Wintersport Olympia Eishockey
Loch im Eis: Olympia-Generalprobe unterbrochen
Die Haupthalle Santa Giulia für die olympischen Eishockey-Turniere in Mailand hat rund einen Monat vor dem Beginn der Winterspiele wieder für Probleme gesorgt. Während eines Spiels im italienischen Pokal, der als Testevent dienen soll, tat sich am Freitagabend ein Loch im Eis auf. Die Partie wurde für rund fünf Minuten unterbrochen.
Am Wochenende finden weitere Spiele in der Halle statt, die sich in Teilen weiter im Bau befindet. Auf den Tribünen sind weiterhin Arbeiter im Einsatz, Kabel liegen auf dem Boden, Gerüstrohre sind sichtbar. Auch die Umkleideräume sind noch nicht fertiggestellt. Pierre Ducrey, Sportdirektor beim Internationalen Olympischen Komitee (IOC), verneinte allerdings die Frage, ob die Arena nicht rechtzeitig fertig werde. Die Organisatoren teilten auf AFP-Anfrage mit, die Halle sei baulich fertiggestellt, es stünde nur noch "der letzte Schliff" an.

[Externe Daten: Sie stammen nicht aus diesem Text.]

//! A lean, high-throughput UDP `BitTorrent` tracker.
//!
//! The tracker implements [BEP 15](https://www.bittorrent.org/beps/bep_0015.html),
//! the UDP tracker protocol, for IPv4 peers:
//!
//! - The stateless connection-ID handshake that shields the tracker from
//!   reflection and amplification abuse.
//! - `announce` requests: a peer registers its presence in a swarm and
//!   receives a compact list of other peers in the same swarm.
//! - `scrape` requests: swarm population counters for up to
//!   `max_scrape_responses` torrents per request.
//!
//! The crate is organized in three layers:
//!
//! - [`core`]: the domain layer. The [`Tracker`](core::Tracker) service owns
//!   the swarm table and the usage counters. It knows nothing about sockets.
//! - [`servers`]: the network layer. A fixed pool of blocking worker threads
//!   shares the listen address, decodes datagrams, drives the [`core`] and
//!   encodes replies. A supervisor thread prints a stats line once per minute
//!   and reaps stale peers.
//! - [`config`] and [`bootstrap`]: TOML configuration with environment
//!   overrides, and application assembly (logging, tracker construction).
//!
//! There is no HTTP surface and no persistence: swarm state lives in memory
//! and dies with the process.
pub mod bootstrap;
pub mod config;
pub mod core;
pub mod servers;
pub mod shared;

Vor allem in Nordamerika dürften die Entwicklungen genau beobachtet werden. Erstmals seit 2014 werden die Spieler der NHL wieder an den Winterspielen teilnehmen. Zuletzt hatte es große Aufregung gegeben, nachdem bekannt wurde, dass die Eismaße von den Standards abweichen. Der stellvertretende NHL-Commissioner Bill Daly hatte anschließend gedroht, dass die Stars nicht spielen werden, sollte das Eis unsicher sein.
Don Moffatt von der Colorado Avalanche, der in Mailand mitverantwortlich für das Eis ist, erklärte, er sei mit der Spielfläche zufrieden, solche Anlaufschwierigkeiten könnten vorkommen.